→ **To do**
Pick out each line below containing "RepairStatus".

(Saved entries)
* * * * * * *
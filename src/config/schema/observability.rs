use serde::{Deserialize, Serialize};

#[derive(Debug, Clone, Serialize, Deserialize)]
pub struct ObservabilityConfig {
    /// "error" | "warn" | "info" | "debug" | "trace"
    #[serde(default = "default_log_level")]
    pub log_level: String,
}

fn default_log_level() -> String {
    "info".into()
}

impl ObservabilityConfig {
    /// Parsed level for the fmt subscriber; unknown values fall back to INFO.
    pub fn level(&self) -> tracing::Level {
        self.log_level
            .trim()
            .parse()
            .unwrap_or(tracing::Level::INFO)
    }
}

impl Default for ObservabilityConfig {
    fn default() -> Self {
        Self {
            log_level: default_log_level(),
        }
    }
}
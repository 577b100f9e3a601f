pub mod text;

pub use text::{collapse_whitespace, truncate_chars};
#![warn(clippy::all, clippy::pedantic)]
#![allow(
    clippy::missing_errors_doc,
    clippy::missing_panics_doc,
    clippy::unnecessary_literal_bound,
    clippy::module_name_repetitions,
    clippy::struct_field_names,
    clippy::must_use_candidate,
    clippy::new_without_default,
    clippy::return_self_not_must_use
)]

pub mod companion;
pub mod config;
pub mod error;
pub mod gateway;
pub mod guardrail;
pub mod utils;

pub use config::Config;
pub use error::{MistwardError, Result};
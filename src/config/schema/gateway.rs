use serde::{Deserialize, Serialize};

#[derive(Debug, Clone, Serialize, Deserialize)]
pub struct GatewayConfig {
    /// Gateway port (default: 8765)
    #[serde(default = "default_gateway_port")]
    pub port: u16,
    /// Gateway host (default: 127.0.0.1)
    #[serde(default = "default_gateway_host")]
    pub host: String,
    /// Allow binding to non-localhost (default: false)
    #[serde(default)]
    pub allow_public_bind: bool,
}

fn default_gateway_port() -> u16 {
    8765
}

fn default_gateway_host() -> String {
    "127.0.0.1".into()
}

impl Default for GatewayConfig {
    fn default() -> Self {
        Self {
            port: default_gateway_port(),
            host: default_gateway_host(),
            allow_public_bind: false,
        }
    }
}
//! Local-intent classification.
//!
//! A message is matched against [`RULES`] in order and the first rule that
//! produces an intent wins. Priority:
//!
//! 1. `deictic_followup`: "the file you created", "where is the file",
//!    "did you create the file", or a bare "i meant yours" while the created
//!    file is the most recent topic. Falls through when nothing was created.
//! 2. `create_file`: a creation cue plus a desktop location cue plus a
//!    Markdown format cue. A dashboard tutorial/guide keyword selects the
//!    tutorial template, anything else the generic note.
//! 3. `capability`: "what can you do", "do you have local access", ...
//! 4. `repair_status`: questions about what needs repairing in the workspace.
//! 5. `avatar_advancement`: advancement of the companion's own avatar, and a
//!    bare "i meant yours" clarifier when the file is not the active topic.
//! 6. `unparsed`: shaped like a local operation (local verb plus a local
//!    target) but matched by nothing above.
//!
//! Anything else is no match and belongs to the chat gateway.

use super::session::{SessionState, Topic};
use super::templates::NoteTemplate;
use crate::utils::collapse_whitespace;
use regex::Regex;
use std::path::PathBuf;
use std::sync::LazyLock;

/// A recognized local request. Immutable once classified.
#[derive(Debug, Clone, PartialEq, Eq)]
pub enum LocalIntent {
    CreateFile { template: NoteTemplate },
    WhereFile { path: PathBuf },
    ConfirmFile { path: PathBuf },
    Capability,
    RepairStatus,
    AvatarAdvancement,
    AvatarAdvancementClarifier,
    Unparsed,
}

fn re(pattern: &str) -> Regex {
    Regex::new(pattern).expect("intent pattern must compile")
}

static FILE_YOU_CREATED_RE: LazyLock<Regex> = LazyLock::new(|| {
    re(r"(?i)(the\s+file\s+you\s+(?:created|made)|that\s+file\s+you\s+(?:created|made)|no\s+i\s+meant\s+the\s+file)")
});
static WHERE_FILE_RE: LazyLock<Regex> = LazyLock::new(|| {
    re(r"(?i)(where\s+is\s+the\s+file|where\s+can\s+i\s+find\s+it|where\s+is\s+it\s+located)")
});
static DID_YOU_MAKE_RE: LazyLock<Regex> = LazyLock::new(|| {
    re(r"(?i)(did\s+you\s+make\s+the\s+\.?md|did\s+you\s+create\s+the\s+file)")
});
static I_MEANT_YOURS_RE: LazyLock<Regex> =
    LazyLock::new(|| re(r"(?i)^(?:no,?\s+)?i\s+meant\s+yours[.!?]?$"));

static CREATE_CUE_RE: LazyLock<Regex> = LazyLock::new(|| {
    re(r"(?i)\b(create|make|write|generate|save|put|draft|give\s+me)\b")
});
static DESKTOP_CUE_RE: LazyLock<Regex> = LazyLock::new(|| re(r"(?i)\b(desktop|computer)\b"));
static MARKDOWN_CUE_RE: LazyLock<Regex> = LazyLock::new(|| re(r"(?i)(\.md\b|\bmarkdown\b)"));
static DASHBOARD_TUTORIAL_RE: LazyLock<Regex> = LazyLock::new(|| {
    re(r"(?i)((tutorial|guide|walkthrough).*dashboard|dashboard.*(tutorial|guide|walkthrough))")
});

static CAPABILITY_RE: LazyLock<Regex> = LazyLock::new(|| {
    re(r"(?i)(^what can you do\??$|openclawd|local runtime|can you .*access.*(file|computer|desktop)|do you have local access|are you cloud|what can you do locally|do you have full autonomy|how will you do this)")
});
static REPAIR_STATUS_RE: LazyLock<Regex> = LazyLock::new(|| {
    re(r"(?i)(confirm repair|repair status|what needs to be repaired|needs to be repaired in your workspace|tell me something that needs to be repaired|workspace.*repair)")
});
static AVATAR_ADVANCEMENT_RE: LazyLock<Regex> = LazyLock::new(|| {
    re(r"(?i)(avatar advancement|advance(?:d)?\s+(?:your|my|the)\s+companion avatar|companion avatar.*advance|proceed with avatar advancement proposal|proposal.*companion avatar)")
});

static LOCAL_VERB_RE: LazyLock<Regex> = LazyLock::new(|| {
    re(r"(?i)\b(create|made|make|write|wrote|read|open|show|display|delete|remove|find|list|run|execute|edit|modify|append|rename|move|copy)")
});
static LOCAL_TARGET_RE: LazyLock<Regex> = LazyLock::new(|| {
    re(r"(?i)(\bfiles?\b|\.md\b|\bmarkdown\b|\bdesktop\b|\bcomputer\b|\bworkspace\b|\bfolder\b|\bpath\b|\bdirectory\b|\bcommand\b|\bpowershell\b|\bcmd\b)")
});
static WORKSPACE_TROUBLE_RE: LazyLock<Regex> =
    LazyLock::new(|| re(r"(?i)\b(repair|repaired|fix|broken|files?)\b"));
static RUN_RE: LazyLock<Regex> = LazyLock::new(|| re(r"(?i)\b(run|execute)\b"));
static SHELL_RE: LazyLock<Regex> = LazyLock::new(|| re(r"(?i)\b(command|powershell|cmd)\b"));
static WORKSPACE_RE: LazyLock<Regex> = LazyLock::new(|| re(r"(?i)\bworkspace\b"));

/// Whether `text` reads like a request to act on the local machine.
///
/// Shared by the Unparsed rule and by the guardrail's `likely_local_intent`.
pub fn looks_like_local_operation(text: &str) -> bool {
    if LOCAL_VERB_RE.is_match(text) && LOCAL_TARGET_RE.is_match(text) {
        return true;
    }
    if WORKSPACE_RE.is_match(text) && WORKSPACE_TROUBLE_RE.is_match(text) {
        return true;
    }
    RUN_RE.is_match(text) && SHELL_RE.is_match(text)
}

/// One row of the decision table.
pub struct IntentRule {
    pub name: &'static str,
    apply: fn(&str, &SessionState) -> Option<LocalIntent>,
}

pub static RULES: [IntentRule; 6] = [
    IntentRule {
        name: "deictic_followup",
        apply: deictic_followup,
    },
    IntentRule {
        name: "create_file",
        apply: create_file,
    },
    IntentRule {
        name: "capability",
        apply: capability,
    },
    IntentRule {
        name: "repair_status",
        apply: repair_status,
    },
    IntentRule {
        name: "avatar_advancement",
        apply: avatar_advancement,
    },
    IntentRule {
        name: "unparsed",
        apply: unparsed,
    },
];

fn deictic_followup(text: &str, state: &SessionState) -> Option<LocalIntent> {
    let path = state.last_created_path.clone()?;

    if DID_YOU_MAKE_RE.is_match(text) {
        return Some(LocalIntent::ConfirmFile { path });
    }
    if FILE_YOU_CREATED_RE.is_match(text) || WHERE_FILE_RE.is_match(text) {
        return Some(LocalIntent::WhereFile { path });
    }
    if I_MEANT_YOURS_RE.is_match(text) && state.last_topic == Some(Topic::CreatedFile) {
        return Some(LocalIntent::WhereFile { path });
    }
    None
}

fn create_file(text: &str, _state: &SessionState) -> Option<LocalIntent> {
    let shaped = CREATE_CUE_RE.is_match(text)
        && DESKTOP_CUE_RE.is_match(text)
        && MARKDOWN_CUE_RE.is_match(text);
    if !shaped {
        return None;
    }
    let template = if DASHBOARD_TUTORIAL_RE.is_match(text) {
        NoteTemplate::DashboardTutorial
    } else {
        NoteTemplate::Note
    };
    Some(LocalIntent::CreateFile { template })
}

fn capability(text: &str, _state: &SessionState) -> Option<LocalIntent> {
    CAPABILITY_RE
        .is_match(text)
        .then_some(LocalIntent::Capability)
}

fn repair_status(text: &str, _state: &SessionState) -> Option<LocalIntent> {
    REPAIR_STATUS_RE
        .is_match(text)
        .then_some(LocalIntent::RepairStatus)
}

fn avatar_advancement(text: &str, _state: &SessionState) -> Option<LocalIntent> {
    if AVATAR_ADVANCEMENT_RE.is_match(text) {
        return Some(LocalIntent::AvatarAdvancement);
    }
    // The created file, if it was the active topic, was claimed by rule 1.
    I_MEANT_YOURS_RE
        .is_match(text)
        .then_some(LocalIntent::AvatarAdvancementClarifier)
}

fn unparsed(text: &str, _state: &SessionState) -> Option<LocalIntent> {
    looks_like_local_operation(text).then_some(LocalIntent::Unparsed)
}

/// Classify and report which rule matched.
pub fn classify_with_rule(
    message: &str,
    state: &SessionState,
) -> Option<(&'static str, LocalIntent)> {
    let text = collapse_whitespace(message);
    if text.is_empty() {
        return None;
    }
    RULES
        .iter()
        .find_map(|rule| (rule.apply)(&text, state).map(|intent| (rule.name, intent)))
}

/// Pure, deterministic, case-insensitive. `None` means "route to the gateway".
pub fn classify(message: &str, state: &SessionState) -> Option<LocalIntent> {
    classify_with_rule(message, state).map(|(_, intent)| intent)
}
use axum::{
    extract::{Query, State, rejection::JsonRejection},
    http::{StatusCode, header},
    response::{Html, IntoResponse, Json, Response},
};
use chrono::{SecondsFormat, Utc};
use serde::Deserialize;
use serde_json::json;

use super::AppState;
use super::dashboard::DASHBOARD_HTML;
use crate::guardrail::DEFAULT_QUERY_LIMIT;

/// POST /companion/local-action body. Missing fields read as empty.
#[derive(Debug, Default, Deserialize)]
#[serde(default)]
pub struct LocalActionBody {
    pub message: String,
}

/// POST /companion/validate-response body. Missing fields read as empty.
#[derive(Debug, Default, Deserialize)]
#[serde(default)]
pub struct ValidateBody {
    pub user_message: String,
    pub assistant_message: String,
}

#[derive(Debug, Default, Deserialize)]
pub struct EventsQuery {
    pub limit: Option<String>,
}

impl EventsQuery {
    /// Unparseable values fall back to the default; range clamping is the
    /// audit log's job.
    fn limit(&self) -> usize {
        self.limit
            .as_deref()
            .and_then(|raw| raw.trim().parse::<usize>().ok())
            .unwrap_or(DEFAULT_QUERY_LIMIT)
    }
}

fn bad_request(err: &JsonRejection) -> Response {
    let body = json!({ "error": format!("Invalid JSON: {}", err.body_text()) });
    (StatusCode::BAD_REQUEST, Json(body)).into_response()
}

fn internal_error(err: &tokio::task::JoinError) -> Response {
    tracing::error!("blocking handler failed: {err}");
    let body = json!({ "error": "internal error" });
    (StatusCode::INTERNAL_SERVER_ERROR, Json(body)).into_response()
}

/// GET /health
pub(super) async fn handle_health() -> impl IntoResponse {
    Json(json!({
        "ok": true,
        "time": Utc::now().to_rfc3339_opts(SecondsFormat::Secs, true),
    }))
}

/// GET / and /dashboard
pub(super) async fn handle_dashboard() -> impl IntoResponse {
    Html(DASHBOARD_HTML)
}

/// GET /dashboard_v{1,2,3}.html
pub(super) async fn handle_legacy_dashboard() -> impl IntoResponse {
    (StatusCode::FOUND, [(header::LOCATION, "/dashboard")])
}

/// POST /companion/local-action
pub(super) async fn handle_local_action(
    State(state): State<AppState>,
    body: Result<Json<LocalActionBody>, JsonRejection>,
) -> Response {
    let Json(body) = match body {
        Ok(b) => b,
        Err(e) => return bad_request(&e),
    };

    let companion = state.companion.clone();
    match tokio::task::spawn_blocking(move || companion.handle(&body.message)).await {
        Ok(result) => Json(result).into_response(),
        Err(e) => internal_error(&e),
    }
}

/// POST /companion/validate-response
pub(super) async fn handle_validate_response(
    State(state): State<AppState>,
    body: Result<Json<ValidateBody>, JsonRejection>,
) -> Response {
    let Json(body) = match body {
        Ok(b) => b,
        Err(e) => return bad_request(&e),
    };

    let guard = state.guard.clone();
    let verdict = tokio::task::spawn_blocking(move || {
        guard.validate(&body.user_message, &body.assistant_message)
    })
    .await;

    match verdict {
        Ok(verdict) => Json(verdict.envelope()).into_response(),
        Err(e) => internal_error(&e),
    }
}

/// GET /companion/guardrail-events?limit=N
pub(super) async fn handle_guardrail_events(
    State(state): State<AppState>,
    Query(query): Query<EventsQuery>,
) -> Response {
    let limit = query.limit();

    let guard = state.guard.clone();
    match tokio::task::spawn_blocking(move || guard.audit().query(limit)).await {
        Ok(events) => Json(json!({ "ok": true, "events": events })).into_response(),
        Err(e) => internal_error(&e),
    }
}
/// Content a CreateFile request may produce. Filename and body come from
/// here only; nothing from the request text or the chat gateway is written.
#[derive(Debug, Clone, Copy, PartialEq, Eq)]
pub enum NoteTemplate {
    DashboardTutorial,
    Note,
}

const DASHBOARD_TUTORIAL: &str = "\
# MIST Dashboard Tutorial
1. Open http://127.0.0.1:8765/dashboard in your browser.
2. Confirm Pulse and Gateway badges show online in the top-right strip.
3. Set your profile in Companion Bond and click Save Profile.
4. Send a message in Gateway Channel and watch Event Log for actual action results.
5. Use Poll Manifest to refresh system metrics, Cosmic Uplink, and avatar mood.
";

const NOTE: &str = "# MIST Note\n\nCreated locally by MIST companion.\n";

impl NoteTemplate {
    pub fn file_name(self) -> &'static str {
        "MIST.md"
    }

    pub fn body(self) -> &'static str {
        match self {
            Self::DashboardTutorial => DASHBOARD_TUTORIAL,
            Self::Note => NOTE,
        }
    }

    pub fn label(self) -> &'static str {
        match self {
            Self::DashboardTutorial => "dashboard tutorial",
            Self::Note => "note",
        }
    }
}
* * * * * * *
→ **Result**
    RepairStatus,
        .then_some(LocalIntent::RepairStatus)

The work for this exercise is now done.